WHAT YOU WILL DO |
Nothing but the data, repeated exactly, belongs in the answer.

INFORMATION SUPPLIED |
************

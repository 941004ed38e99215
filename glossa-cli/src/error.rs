//! Error handling for the CLI application

use std::fmt;

/// Custom error type for CLI-specific errors
#[derive(Debug)]
pub enum CliError {
    /// Configuration file could not be read or parsed
    ConfigError(String),
    /// A required file name was not supplied
    MissingInput(String),
    /// Dictionary validation found problems
    InvalidDictionary(String),
}

impl fmt::Display for CliError {
    fn fmt(&self, f: &mut fmt::Formatter<'_>) -> fmt::Result {
        match self {
            CliError::ConfigError(msg) => write!(f, "Configuration error: {msg}"),
            CliError::MissingInput(what) => write!(f, "No {what} given"),
            CliError::InvalidDictionary(msg) => write!(f, "Invalid dictionary: {msg}"),
        }
    }
}

impl std::error::Error for CliError {}

/// Result type alias for CLI operations
pub type CliResult<T> = Result<T, anyhow::Error>;

#[cfg(test)]
mod tests {
    use super::*;

    #[test]
    fn test_config_error_display() {
        let error = CliError::ConfigError("invalid format".to_string());
        assert_eq!(error.to_string(), "Configuration error: invalid format");
    }

    #[test]
    fn test_missing_input_display() {
        let error = CliError::MissingInput("input file name".to_string());
        assert_eq!(error.to_string(), "No input file name given");
    }

    #[test]
    fn test_invalid_dictionary_display() {
        let error = CliError::InvalidDictionary("2 malformed lines".to_string());
        assert_eq!(error.to_string(), "Invalid dictionary: 2 malformed lines");
    }

    #[test]
    fn test_error_converts_into_anyhow() {
        let failure: CliResult<()> = Err(CliError::MissingInput("output file name".to_string()).into());
        let err = failure.unwrap_err();
        assert!(err.downcast_ref::<CliError>().is_some());
        assert_eq!(err.to_string(), "No output file name given");
    }

    #[test]
    fn test_error_with_special_characters() {
        let error = CliError::ConfigError("plik słownika/ż.toml".to_string());
        assert_eq!(error.to_string(), "Configuration error: plik słownika/ż.toml");
    }
}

************

EXPECTED ANSWER |
repository 941004ed38e99215
filename glossa-cli/src/error.rs
//! Error handling for the CLI application

use std::fmt;

/// Custom error type for CLI-specific errors
#[derive(Debug)]
pub enum CliError {
    /// Configuration file could not be read or parsed
    ConfigError(String),
    /// A required file name was not supplied
    MissingInput(String),
    /// Dictionary validation found problems
    InvalidDictionary(String),
}

impl fmt::Display for CliError {
    fn fmt(&self, f: &mut fmt::Formatter<'_>) -> fmt::Result {
        match self {
            CliError::ConfigError(msg) => write!(f, "Configuration error: {msg}"),
            CliError::MissingInput(what) => write!(f, "No {what} given"),
            CliError::InvalidDictionary(msg) => write!(f, "Invalid dictionary: {msg}"),
        }
    }
}

impl std::error::Error for CliError {}

/// Result type alias for CLI operations
pub type CliResult<T> = Result<T, anyhow::Error>;

#[cfg(test)]
mod tests {
    use super::*;

    #[test]
    fn test_config_error_display() {
        let error = CliError::ConfigError("invalid format".to_string());
        assert_eq!(error.to_string(), "Configuration error: invalid format");
    }

    #[test]
    fn test_missing_input_display() {
        let error = CliError::MissingInput("input file name".to_string());
        assert_eq!(error.to_string(), "No input file name given");
    }

    #[test]
    fn test_invalid_dictionary_display() {
        let error = CliError::InvalidDictionary("2 malformed lines".to_string());
        assert_eq!(error.to_string(), "Invalid dictionary: 2 malformed lines");
    }

    #[test]
    fn test_error_converts_into_anyhow() {
        let failure: CliResult<()> = Err(CliError::MissingInput("output file name".to_string()).into());
        let err = failure.unwrap_err();
        assert!(err.downcast_ref::<CliError>().is_some());
        assert_eq!(err.to_string(), "No output file name given");
    }

    #[test]
    fn test_error_with_special_characters() {
        let error = CliError::ConfigError("plik słownika/ż.toml".to_string());
        assert_eq!(error.to_string(), "Configuration error: plik słownika/ż.toml");
    }
}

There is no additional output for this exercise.